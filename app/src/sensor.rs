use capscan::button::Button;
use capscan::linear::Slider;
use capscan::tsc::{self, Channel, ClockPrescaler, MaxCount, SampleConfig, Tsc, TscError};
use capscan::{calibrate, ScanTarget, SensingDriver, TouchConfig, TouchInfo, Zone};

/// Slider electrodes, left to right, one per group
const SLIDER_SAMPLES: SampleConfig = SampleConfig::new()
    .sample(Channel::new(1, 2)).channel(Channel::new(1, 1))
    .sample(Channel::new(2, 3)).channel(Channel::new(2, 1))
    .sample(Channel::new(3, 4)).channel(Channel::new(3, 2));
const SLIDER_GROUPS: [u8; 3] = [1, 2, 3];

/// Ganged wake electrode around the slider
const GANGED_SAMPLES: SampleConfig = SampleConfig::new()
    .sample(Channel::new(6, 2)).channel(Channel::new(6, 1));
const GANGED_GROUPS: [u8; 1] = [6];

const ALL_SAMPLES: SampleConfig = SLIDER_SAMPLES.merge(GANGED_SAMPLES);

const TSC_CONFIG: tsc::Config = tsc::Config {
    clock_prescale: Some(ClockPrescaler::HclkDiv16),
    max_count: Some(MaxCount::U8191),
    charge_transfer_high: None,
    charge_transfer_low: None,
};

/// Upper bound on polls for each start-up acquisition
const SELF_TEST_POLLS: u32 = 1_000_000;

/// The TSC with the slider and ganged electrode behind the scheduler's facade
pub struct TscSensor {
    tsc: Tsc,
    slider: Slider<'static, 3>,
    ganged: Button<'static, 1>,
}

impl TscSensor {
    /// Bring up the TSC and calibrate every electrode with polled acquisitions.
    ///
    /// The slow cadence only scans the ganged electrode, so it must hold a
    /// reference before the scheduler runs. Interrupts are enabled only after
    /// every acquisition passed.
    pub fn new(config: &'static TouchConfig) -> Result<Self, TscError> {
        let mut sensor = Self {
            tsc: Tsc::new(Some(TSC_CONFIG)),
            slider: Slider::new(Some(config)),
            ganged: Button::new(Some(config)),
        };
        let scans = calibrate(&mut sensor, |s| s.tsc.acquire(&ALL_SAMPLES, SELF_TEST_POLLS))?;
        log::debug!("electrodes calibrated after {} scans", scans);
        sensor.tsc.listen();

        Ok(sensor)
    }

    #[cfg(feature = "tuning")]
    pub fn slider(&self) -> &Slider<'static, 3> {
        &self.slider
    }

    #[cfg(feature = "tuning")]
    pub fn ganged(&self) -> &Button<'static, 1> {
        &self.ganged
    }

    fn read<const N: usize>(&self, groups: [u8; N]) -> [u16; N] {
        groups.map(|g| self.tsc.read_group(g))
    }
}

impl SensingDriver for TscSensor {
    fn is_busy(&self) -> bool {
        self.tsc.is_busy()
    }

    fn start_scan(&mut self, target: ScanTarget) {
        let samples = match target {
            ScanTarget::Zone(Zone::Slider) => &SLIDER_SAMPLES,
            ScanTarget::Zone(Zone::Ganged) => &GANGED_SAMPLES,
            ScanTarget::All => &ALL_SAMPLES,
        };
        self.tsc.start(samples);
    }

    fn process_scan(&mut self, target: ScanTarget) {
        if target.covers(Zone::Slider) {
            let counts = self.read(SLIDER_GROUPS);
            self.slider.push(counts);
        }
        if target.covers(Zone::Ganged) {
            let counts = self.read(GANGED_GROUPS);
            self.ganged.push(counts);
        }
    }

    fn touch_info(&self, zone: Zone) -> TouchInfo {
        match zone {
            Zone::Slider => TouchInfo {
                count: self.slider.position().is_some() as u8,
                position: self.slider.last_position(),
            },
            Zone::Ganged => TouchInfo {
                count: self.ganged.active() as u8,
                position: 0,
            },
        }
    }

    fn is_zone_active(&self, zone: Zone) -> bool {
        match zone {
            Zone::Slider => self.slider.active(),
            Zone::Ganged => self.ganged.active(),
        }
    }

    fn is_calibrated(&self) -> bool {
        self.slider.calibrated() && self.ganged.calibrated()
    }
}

...

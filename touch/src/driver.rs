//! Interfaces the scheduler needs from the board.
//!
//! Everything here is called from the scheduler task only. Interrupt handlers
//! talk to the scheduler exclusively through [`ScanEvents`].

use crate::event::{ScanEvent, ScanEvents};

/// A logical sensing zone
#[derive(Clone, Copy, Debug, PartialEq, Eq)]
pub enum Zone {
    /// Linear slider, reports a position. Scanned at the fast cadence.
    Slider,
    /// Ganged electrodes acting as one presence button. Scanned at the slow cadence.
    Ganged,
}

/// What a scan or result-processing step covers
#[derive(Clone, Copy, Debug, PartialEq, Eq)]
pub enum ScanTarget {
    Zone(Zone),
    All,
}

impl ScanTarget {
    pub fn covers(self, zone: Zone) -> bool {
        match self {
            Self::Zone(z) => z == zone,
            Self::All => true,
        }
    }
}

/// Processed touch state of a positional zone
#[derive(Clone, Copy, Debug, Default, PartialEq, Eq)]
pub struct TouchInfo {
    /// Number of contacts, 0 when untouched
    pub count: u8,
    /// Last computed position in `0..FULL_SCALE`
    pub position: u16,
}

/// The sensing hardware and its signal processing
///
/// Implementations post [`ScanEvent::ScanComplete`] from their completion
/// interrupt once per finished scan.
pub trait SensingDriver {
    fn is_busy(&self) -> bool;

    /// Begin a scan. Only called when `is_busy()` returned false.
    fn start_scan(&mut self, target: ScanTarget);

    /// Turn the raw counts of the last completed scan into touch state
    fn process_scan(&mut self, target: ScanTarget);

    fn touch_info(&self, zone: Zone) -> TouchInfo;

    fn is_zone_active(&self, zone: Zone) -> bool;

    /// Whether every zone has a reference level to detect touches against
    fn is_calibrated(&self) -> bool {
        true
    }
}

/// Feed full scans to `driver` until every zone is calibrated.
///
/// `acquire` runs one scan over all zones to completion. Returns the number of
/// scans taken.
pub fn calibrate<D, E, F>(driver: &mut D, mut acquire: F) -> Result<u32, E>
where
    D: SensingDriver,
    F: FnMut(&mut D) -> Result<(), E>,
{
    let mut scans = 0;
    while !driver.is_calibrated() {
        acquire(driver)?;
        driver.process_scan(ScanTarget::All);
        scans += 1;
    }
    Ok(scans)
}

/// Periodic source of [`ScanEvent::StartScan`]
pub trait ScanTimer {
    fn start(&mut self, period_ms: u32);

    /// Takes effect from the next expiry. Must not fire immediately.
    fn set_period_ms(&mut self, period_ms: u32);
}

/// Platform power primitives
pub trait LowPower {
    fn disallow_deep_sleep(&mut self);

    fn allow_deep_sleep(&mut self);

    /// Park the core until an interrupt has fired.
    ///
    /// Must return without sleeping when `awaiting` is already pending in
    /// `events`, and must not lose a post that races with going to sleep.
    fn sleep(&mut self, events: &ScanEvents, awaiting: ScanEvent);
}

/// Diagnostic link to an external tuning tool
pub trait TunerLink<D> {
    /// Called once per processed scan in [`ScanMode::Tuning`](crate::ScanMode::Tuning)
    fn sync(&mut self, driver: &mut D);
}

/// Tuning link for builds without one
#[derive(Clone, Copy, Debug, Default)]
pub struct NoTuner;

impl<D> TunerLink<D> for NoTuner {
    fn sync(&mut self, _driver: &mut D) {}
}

**Try it:** Everything above from the line containing "filename app/src/sensor.rs" down to the line containing "pub fn new(config: &'static" is to be transcribed exactly, with both of those lines included and nothing else added.

**Task response:**
filename app/src/sensor.rs
use capscan::button::Button;
use capscan::linear::Slider;
use capscan::tsc::{self, Channel, ClockPrescaler, MaxCount, SampleConfig, Tsc, TscError};
use capscan::{calibrate, ScanTarget, SensingDriver, TouchConfig, TouchInfo, Zone};

/// Slider electrodes, left to right, one per group
const SLIDER_SAMPLES: SampleConfig = SampleConfig::new()
    .sample(Channel::new(1, 2)).channel(Channel::new(1, 1))
    .sample(Channel::new(2, 3)).channel(Channel::new(2, 1))
    .sample(Channel::new(3, 4)).channel(Channel::new(3, 2));
const SLIDER_GROUPS: [u8; 3] = [1, 2, 3];

/// Ganged wake electrode around the slider
const GANGED_SAMPLES: SampleConfig = SampleConfig::new()
    .sample(Channel::new(6, 2)).channel(Channel::new(6, 1));
const GANGED_GROUPS: [u8; 1] = [6];

const ALL_SAMPLES: SampleConfig = SLIDER_SAMPLES.merge(GANGED_SAMPLES);

const TSC_CONFIG: tsc::Config = tsc::Config {
    clock_prescale: Some(ClockPrescaler::HclkDiv16),
    max_count: Some(MaxCount::U8191),
    charge_transfer_high: None,
    charge_transfer_low: None,
};

/// Upper bound on polls for each start-up acquisition
const SELF_TEST_POLLS: u32 = 1_000_000;

/// The TSC with the slider and ganged electrode behind the scheduler's facade
pub struct TscSensor {
    tsc: Tsc,
    slider: Slider<'static, 3>,
    ganged: Button<'static, 1>,
}

impl TscSensor {
    /// Bring up the TSC and calibrate every electrode with polled acquisitions.
    ///
    /// The slow cadence only scans the ganged electrode, so it must hold a
    /// reference before the scheduler runs. Interrupts are enabled only after
    /// every acquisition passed.
    pub fn new(config: &'static TouchConfig) -> Result<Self, TscError> {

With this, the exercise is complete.